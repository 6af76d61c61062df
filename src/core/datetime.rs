//! Date and time helpers.
//!
//! Timestamps are stored as strings so that histories written by older
//! versions (and hand-edited backups) survive a round trip untouched. These
//! helpers turn them back into calendar dates and display labels.

use chrono::{DateTime, Local, NaiveDate, NaiveDateTime, TimeZone, Utc};

/// US locale format written by the browser version of the logger.
const LOCALE_DATETIME: &str = "%m/%d/%Y, %I:%M:%S %p";

/// Render a moment as the canonical stored timestamp (RFC 3339, local offset).
#[must_use]
pub fn to_timestamp(at: DateTime<Utc>) -> String {
    at.with_timezone(&Local).to_rfc3339()
}

/// A timestamp string parsed into something datable.
#[derive(Debug, Clone, Copy, PartialEq, Eq)]
enum Parsed {
    /// Carries an offset, so it can be shifted into any zone.
    Absolute(DateTime<Utc>),
    /// Wall time with no zone, taken as already local to the reader.
    Floating(NaiveDateTime),
    /// Date only.
    Day(NaiveDate),
}

fn parse(timestamp: &str) -> Option<Parsed> {
    let s = timestamp.trim();

    if let Ok(dt) = DateTime::parse_from_rfc3339(s) {
        return Some(Parsed::Absolute(dt.with_timezone(&Utc)));
    }
    if let Ok(naive) = NaiveDateTime::parse_from_str(s, LOCALE_DATETIME) {
        return Some(Parsed::Floating(naive));
    }
    if let Ok(naive) = NaiveDateTime::parse_from_str(s, "%Y-%m-%dT%H:%M:%S%.f") {
        return Some(Parsed::Floating(naive));
    }
    NaiveDate::parse_from_str(s, "%Y-%m-%d").ok().map(Parsed::Day)
}

/// The calendar date of `timestamp` as seen from `tz`.
///
/// Returns `None` when the string is not in any recognised format.
#[must_use]
pub fn calendar_date_in<Tz: TimeZone>(timestamp: &str, tz: &Tz) -> Option<NaiveDate> {
    match parse(timestamp)? {
        Parsed::Absolute(dt) => Some(dt.with_timezone(tz).date_naive()),
        Parsed::Floating(naive) => Some(naive.date()),
        Parsed::Day(date) => Some(date),
    }
}

/// Time-of-day label (`HH:MM:SS`) for `timestamp` as seen from `tz`.
///
/// Unrecognised strings are returned unchanged.
#[must_use]
pub fn time_label_in<Tz: TimeZone>(timestamp: &str, tz: &Tz) -> String
where
    Tz::Offset: std::fmt::Display,
{
    match parse(timestamp) {
        Some(Parsed::Absolute(dt)) => dt.with_timezone(tz).format("%H:%M:%S").to_string(),
        Some(Parsed::Floating(naive)) => naive.format("%H:%M:%S").to_string(),
        Some(Parsed::Day(_)) | None => timestamp.to_string(),
    }
}

/// Short date label (`M/D/YYYY`) for CSV rows.
#[must_use]
pub fn short_date(date: NaiveDate) -> String {
    date.format("%-m/%-d/%Y").to_string()
}

/// Heading label for a day of history, e.g. `Fri, Mar 1 2024`.
#[must_use]
pub fn day_heading(date: NaiveDate) -> String {
    date.format("%a, %b %-d %Y").to_string()
}

/// Heading relative to `today`: `Today`, `Yesterday`, else [`day_heading`].
#[must_use]
pub fn relative_day_heading(date: NaiveDate, today: NaiveDate) -> String {
    if date == today {
        "Today".to_string()
    } else if today.pred_opt() == Some(date) {
        "Yesterday".to_string()
    } else {
        day_heading(date)
    }
}

/// Today's date in the local time zone.
#[must_use]
pub fn local_today() -> NaiveDate {
    Local::now().date_naive()
}

/// Format seconds as `MM:SS`, or `HH:MM:SS` once an hour is reached.
#[must_use]
pub fn format_clock(seconds: u64) -> String {
    let hours = seconds / 3600;
    let minutes = (seconds % 3600) / 60;
    let secs = seconds % 60;

    if hours > 0 {
        format!("{hours:02}:{minutes:02}:{secs:02}")
    } else {
        format!("{minutes:02}:{secs:02}")
    }
}

/// Seconds as minutes rounded to two decimals, without trailing zeros.
#[must_use]
pub fn format_minutes(seconds: u64) -> String {
    let hundredths = (u128::from(seconds) * 100 + 30) / 60;
    let whole = hundredths / 100;
    let frac = hundredths % 100;

    if frac == 0 {
        whole.to_string()
    } else if frac % 10 == 0 {
        format!("{whole}.{}", frac / 10)
    } else {
        format!("{whole}.{frac:02}")
    }
}
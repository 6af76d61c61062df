//! Key-value backends.

use std::cell::RefCell;
use std::collections::HashMap;

use chrono::Utc;
use rusqlite::{params, OptionalExtension};

use super::Database;
use crate::error::DeepWorkError;

/// A string-to-string store addressed by key.
#[cfg_attr(test, mockall::automock)]
pub trait KeyValueStore {
    /// Read the value under `key`, if present.
    ///
    /// # Errors
    ///
    /// Returns an error if the backend cannot be read.
    fn get(&self, key: &str) -> Result<Option<String>, DeepWorkError>;

    /// Write `value` under `key`, replacing any previous value.
    ///
    /// # Errors
    ///
    /// Returns an error if the backend cannot be written.
    fn set(&self, key: &str, value: &str) -> Result<(), DeepWorkError>;

    /// Remove `key`. Removing a missing key is not an error.
    ///
    /// # Errors
    ///
    /// Returns an error if the backend cannot be written.
    fn remove(&self, key: &str) -> Result<(), DeepWorkError>;
}

/// Key-value store on the `kv_store` table.
pub struct SqliteKv {
    db: Database,
}

impl SqliteKv {
    /// Wrap an open database.
    #[must_use]
    pub const fn new(db: Database) -> Self {
        Self { db }
    }

    /// Open the database at `path` and wrap it.
    ///
    /// # Errors
    ///
    /// Returns an error if the database cannot be opened.
    pub fn open_at(path: &std::path::Path) -> Result<Self, DeepWorkError> {
        Ok(Self::new(Database::open_at(path)?))
    }
}

impl KeyValueStore for SqliteKv {
    fn get(&self, key: &str) -> Result<Option<String>, DeepWorkError> {
        self.db
            .connection()
            .query_row("SELECT value FROM kv_store WHERE key = ?1", [key], |row| {
                row.get(0)
            })
            .optional()
            .map_err(|e| DeepWorkError::Database(format!("Failed to read key {key}: {e}")))
    }

    fn set(&self, key: &str, value: &str) -> Result<(), DeepWorkError> {
        self.db
            .connection()
            .execute(
                r"INSERT INTO kv_store (key, value, updated_at) VALUES (?1, ?2, ?3)
                  ON CONFLICT(key) DO UPDATE SET value = excluded.value, updated_at = excluded.updated_at",
                params![key, value, Utc::now().to_rfc3339()],
            )
            .map(|_| ())
            .map_err(|e| DeepWorkError::Database(format!("Failed to write key {key}: {e}")))
    }

    fn remove(&self, key: &str) -> Result<(), DeepWorkError> {
        self.db
            .connection()
            .execute("DELETE FROM kv_store WHERE key = ?1", [key])
            .map(|_| ())
            .map_err(|e| DeepWorkError::Database(format!("Failed to remove key {key}: {e}")))
    }
}

/// Process-local store. Contents vanish on drop.
#[derive(Debug, Default)]
pub struct MemoryKv {
    entries: RefCell<HashMap<String, String>>,
}

impl MemoryKv {
    /// An empty store.
    #[must_use]
    pub fn new() -> Self {
        Self::default()
    }

    /// A store pre-seeded with one entry.
    #[must_use]
    pub fn with_entry(key: &str, value: &str) -> Self {
        let store = Self::new();
        store
            .entries
            .borrow_mut()
            .insert(key.to_string(), value.to_string());
        store
    }
}

impl KeyValueStore for MemoryKv {
    fn get(&self, key: &str) -> Result<Option<String>, DeepWorkError> {
        Ok(self.entries.borrow().get(key).cloned())
    }

    fn set(&self, key: &str, value: &str) -> Result<(), DeepWorkError> {
        self.entries
            .borrow_mut()
            .insert(key.to_string(), value.to_string());
        Ok(())
    }

    fn remove(&self, key: &str) -> Result<(), DeepWorkError> {
        self.entries.borrow_mut().remove(key);
        Ok(())
    }
}

impl<T: KeyValueStore + ?Sized> KeyValueStore for &T {
    fn get(&self, key: &str) -> Result<Option<String>, DeepWorkError> {
        (**self).get(key)
    }

    fn set(&self, key: &str, value: &str) -> Result<(), DeepWorkError> {
        (**self).set(key, value)
    }

    fn remove(&self, key: &str) -> Result<(), DeepWorkError> {
        (**self).remove(key)
    }
}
○ ○ ○ ○
**ACTION ITEM:**
Please say how many lines in the records above contain the word "entries", and give only that number.

**RESPONSE TO THIS TASK:**
5